Top of DATASET RECORDS

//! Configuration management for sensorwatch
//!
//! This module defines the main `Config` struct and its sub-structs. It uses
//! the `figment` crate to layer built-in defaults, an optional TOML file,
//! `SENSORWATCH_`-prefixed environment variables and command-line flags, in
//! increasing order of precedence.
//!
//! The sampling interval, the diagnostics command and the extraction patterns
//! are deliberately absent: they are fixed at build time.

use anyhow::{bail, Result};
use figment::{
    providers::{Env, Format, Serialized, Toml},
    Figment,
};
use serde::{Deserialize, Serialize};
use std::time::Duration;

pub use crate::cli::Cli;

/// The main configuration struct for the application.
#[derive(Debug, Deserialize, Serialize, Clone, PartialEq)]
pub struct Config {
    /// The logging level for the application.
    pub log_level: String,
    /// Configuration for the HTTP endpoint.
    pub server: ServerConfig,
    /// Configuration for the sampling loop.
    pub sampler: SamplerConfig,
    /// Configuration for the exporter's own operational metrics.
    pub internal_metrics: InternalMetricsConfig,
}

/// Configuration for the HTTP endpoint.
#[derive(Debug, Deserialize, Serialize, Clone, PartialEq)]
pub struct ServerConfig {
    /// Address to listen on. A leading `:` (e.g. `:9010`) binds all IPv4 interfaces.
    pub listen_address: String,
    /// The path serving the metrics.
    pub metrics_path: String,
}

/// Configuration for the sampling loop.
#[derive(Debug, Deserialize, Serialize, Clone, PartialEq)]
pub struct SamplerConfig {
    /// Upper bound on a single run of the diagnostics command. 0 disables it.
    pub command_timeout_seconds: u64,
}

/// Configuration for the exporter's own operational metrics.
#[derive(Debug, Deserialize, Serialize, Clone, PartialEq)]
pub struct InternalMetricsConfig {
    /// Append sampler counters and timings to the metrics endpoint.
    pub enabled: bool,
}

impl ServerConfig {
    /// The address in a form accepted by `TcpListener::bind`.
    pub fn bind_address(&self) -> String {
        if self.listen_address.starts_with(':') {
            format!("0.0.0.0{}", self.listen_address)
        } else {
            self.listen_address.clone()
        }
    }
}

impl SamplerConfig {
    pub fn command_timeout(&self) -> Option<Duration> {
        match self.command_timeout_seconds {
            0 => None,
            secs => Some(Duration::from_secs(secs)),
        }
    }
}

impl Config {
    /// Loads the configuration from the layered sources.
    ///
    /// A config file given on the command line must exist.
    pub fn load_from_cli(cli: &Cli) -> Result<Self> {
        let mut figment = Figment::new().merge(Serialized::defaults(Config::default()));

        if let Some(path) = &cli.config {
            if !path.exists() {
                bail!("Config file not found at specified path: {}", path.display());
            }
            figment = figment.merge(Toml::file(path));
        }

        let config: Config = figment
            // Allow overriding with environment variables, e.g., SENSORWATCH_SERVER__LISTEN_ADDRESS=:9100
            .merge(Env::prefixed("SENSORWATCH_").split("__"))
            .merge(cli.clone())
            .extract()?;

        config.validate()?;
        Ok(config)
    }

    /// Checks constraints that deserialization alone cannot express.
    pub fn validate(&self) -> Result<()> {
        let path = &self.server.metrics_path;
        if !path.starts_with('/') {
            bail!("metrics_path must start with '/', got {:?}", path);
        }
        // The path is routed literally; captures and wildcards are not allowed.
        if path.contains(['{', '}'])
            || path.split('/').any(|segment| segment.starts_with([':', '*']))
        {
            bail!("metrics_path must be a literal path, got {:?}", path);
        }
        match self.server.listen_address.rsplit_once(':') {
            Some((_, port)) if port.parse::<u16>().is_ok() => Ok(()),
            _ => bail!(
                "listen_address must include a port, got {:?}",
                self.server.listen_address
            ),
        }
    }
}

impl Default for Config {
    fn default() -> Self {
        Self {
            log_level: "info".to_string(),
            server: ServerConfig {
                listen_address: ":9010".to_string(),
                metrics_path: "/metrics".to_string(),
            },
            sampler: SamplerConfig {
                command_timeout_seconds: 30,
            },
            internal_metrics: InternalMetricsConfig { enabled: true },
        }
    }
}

Bottom of DATASET RECORDS

■ **TASK BRIEF**: Go through the data above and tally every line that includes "application". State only the total.

■ **EXERCISE RESULT**: 2